To actually minimize latency the server should understand what resources the HTML file is dependent on, and eagerly send those in addition to the request resource. i.e.

    client: send me index.html and dependent resources
    server: here is index.html, along with
            other initial resources you didn't ask
            for but will need
This avoids the latency of the second round-trip time to ask for dependent resources. Does anyone know if HTTP/2 allows for a scheme like this?
That is one of the main advantages of HTTP2 - it's called server push. When the server receives a request, it can send the headers for the requested resource plus the headers for as many related resources as it wants. The client can choose to either disable this, or reject pushed streams when it receives their headers.
I'm not sure I'm reaching the same conclusion.

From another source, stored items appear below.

impl Scheduler {
    pub fn new(config: &Config, cache: Arc<ChessManualStore>, engine: EngineHandle) -> Self {
        let history = MoveHistory::new(config.board.grid_size);
        let initial = Snapshot {
            board: history.board().clone(),
            moves: 0,
            last_move: None,
            to_move: history.next_color(),
            status: Status::Waiting,
            engine: engine.state(),
            cache: cache.stats(),
        };
        let (snapshot_tx, _) = watch::channel(initial);
        Self {
            recognizer: BoardRecognizer::new(config.board.clone()),
            history,
            cache,
            engine,
            rule: config.board.rule,
            config: config.scheduler.clone(),
            flush_every: config.cache.flush_every,
            pending: None,
            decided: None,
            inconsistent: 0,
            decision: Status::Waiting,
            status: Status::Waiting,
            snapshot_tx,
        }
    }

    pub fn board_config(&self) -> &BoardConfig {
        self.recognizer.config()
    }

    pub fn history(&self) -> &MoveHistory {
        &self.history
    }

    pub fn subscribe(&self) -> watch::Receiver<Snapshot> {
        self.snapshot_tx.subscribe()
    }

    pub fn snapshot(&self) -> Snapshot {
        Snapshot {
            board: self.history.board().clone(),
            moves: self.history.len(),
            last_move: self.history.last().copied(),
            to_move: self.history.next_color(),
            status: self.status.clone(),
            engine: self.engine.state(),
            cache: self.cache.stats(),
        }
    }

    fn publish(&self) {
        let next = self.snapshot();
        self.snapshot_tx.send_if_modified(|current| {
            if *current == next {
                false
            } else {
                *current = next;
                true
            }
        });
    }

    /// One decision cycle over an already captured frame.
    pub fn tick(&mut self, frame: &Frame) -> Status {
        self.collect_pending();

        match self.recognizer.observe(frame) {
            Err(e) => {
                warn!("{}", e);
                self.status = Status::CaptureFailed(e.to_string());
            }
            Ok(Observation::Ambiguous { unknown }) => {
                debug!("{}", AssistError::RecognitionAmbiguous { unknown });
                self.status = Status::Ambiguous { unknown };
            }
            Ok(Observation::Pending) => {}
            Ok(Observation::Stable { board, .. }) => match self.reconcile(&board) {
                Ok(_) => {
                    if self.decided.as_ref() != Some(&Fingerprint::of(self.history.board())) {
                        self.decide();
                    } else {
                        self.status = self.decision.clone();
                    }
                }
                Err(e) => {
                    if self.inconsistent == 1 {
                        warn!("{}", e);
                    } else {
                        debug!(streak = self.inconsistent, "{}", e);
                    }
                    if let AssistError::RecognitionInconsistent { changed } = e {
                        self.status = Status::Inconsistent { changed };
                    }
                }
            },
        }

        self.publish();
        self.status.clone()
    }

    /// Applies a stable board to the history. Ok(true) when the history changed.
    fn reconcile(&mut self, board: &BoardState) -> AssistResult<bool> {
        let current = self.history.board();
        if board == current {
            self.inconsistent = 0;
            return Ok(false);
        }
        let changes = current.diff(board);

        if let [change] = changes.as_slice() {
            let expected = self.history.next_color();
            if change.before == Cell::Empty && change.after.stone() == Some(expected) {
                if let Ok(mv) = self.history.push(change.pos, expected) {
                    info!(
                        index = mv.index,
                        stone = %mv.stone,
                        vertex = %mv.pos.to_gtp(self.history.size()),
                        "move played"
                    );
                    self.inconsistent = 0;
                    return Ok(true);
                }
            }
        }

        if board.is_blank() {
            info!(previous_moves = self.history.len(), "board cleared, new game");
            self.history.clear();
            self.inconsistent = 0;
            return Ok(true);
        }

        if let Some(len) = (0..self.history.len())
            .rev()
            .find(|&len| self.history.replay_board(len) == *board)
        {
            info!(from = self.history.len(), to = len, "takeback");
            self.history.truncate(len);
            self.inconsistent = 0;
            return Ok(true);
        }

        if self.history.is_empty() {
            if let Some(rebuilt) = MoveHistory::rebuild_from(board) {
                info!(stones = board.stone_count(), "adopted position already on the board");
                self.history = rebuilt;
                self.inconsistent = 0;
                return Ok(true);
            }
        }

        self.inconsistent += 1;
        if self.inconsistent >= self.config.resync_after {
            if let Some(rebuilt) = MoveHistory::rebuild_from(board) {
                warn!(
                    streak = self.inconsistent,
                    "board keeps disagreeing with the game record, resyncing from the board"
                );
                self.history = rebuilt;
                self.inconsistent = 0;
                return Ok(true);
            }
        }
        Err(AssistError::RecognitionInconsistent {
            changed: changes.len(),
        })
    }

    fn set_decision(&mut self, status: Status) {
        self.decision = status.clone();
        self.status = status;
    }

    /// Looks the current position up, or hands it to the engine.
    fn decide(&mut self) {
        // Dropping the ticket cancels a stale analysis.
        self.pending = None;
        let board = self.history.board().clone();
        let fingerprint = Fingerprint::of(&board);
        let to_move = self.history.next_color();
        self.decided = Some(fingerprint.clone());

        if !self.config.advise.covers(to_move) {
            debug!(side = %to_move, "side not advised");
            self.set_decision(Status::Waiting);
            return;
        }

        if let Some(entry) = self.cache.lookup(&fingerprint) {
            match rules::check_move(&board, entry.recommended, to_move, self.rule) {
                Ok(()) => {
                    debug!(fingerprint = %fingerprint, "chess manual hit");
                    self.set_decision(Status::Suggestion(Suggestion {
                        stone: to_move,
                        pos: entry.recommended,
                        gtp: entry.gtp,
                        visits: entry.visits,
                        winrate: entry.winrate,
                        pv: Vec::new(),
                        from_cache: true,
                    }));
                    return;
                }
                Err(reason) => warn!(%reason, "cached move no longer valid, asking the engine"),
            }
        }

        match self.engine.submit(self.history.clone()) {
            Ok(ticket) => {
                self.pending = Some(Pending {
                    ticket,
                    request: Request {
                        fingerprint,
                        board,
                        to_move,
                    },
                });
                self.set_decision(Status::Analyzing);
            }
            Err(e) => {
                warn!("could not submit analysis: {}", e);
                self.decided = None;
                self.set_decision(Status::Unavailable(e.to_string()));
            }
        }
    }

    fn collect_pending(&mut self) {
        let outcome = match self.pending.as_mut() {
            Some(pending) => pending.ticket.try_take(),
            None => return,
        };
        if let Some(outcome) = outcome {
            if let Some(pending) = self.pending.take() {
                self.apply_result(pending.request, outcome);
            }
        }
    }

    /// Waits for the outstanding analysis, if any, and applies it.
    pub async fn await_pending(&mut self) -> Option<Status> {
        let Pending { ticket, request } = self.pending.take()?;
        let outcome = ticket.wait().await;
        self.apply_result(request, outcome);
        self.publish();
        Some(self.status.clone())
    }

    fn apply_result(&mut self, request: Request, outcome: AssistResult<Analysis>) {
        if Fingerprint::of(self.history.board()) != request.fingerprint {
            debug!("discarding analysis for a position no longer on the board");
            return;
        }
        let analysis = match outcome {
            Ok(analysis) => analysis,
            Err(AssistError::AnalysisAbandoned) => return,
            Err(e) => {
                self.decided = None;
                self.set_decision(Status::Unavailable(e.to_string()));
                return;
            }
        };
        match self.select(&request, &analysis) {
            Ok(candidate) => {
                self.cache.insert(ChessManualEntry {
                    fingerprint: request.fingerprint,
                    recommended: candidate.pos,
                    gtp: candidate.gtp.clone(),
                    visits: candidate.visits,
                    winrate: candidate.winrate,
                    created: Utc::now(),
                });
                self.maybe_flush();
                self.set_decision(Status::Suggestion(Suggestion {
                    stone: request.to_move,
                    pos: candidate.pos,
                    gtp: candidate.gtp,
                    visits: candidate.visits,
                    winrate: candidate.winrate,
                    pv: candidate.pv,
                    from_cache: false,
                }));
            }
            Err(reason) => {
                warn!("no usable candidate: {}", reason);
                self.set_decision(Status::Rejected(reason));
            }
        }
    }

    /// First ranked candidate that passes the rule check.
    fn select(&self, request: &Request, analysis: &Analysis) -> Result<Candidate, String> {
        let mut first_violation = None;
        for candidate in &analysis.candidates {
            match rules::check_move(&request.board, candidate.pos, request.to_move, self.rule) {
                Ok(()) => return Ok(candidate.clone()),
                Err(reason) => {
                    debug!(candidate = %candidate, %reason, "candidate rejected");
                    first_violation.get_or_insert(AssistError::RuleViolation {
                        pos: candidate.pos,
                        reason,
                    });
                }
            }
        }
        Err(match first_violation {
            Some(violation) => violation.to_string(),
            None => "engine offered no board move".to_string(),
        })
    }

    fn maybe_flush(&self) {
        if self.flush_every > 0 && self.cache.unflushed() >= self.flush_every {
            if let Err(e) = self.cache.flush() {
                warn!("Failed to flush chess manual: {:#}", e);
            }
        }
    }

    /// Polls `source` every `poll_interval_ms` until `shutdown` resolves.
    pub async fn run<F>(&mut self, source: Box<dyn FrameSource>, shutdown: F) -> Result<()>
    where
        F: Future<Output = ()>,
    {
        let source = Arc::new(Mutex::new(source));
        let mut ticker = interval(self.config.poll_interval());
        ticker.set_missed_tick_behavior(MissedTickBehavior::Delay);
        tokio::pin!(shutdown);
        info!(interval_ms = self.config.poll_interval_ms, "polling started");

        loop {
            let stop = tokio::select! {
                _ = &mut shutdown => true,
                _ = ticker.tick() => false,
            };
            if stop {
                info!("polling stopped");
                break;
            }
            match self.capture(&source).await {
                Ok(frame) => {
                    self.tick(&frame);
                }
                Err(e) => {
                    warn!("{:#}", e);
                    self.status = Status::CaptureFailed(format!("{:#}", e));
                    self.publish();
                }
            }
        }
        Ok(())
    }

    async fn capture(&self, source: &Arc<Mutex<Box<dyn FrameSource>>>) -> Result<Frame> {
        let source = source.clone();
        let job = tokio::task::spawn_blocking(move || source.lock().capture());
        match timeout(self.config.capture_timeout(), job).await {
            Err(_) => bail!(
                "Capture timed out after {} ms",
                self.config.capture_timeout_ms
            ),
            Ok(joined) => joined.context("Capture task panicked")?,
        }
    }
}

- Chrome is taking 618ms to load / vs 412 ms on FF.

- FF loads all the .css & .js at 320ms as well as first 8 imgs

- CH loads all the .css & .js at ~600ms as well as first 8 imgs

Before chalking up the advantage to dependency-based prioritization (which may be a good thing-I don't know) I would first explain why fetching "/" is so much slower on chrome.

As described in note 5, "the network chart of Chrome includes a 0.2 second block before initianting the TCP connection, which has been subtracted from the numbers written in this blog text". That explains the differences of the numbers on the charts you pointed out.
Thanks, I missed that.

Might be worth re-running the tests without the block so the graphs can line up better and we don't need to subtract the 200ms? As you well know, implications of latency or packet loss are hard to extrapolate on real-world rendering.

Unfortunately the block was always found on the test machine. The test was conducted using a VM running running on a host on which the web browsers were run, so there were no noise or packet loss; the results were reproducible.
Are your timings based off of a single run each for Firefox and Chrome? The web is a very noisy place; to get good timing data you need to run many tests. WebPageTest (www.webpagetest.org) can be a good way to do this.

(I work on PageSpeed, and we need to run tests like this often.)

Thank you for the suggestion.

In case of the benchmark, I run the server as a VM instance on the client machine so that the results would be reproducible (with network latency added by `tc qdisc` command).

PS. PageSpeed is a really nice service; and I agree that it is a useful tool for evaluating the speed in the real-world.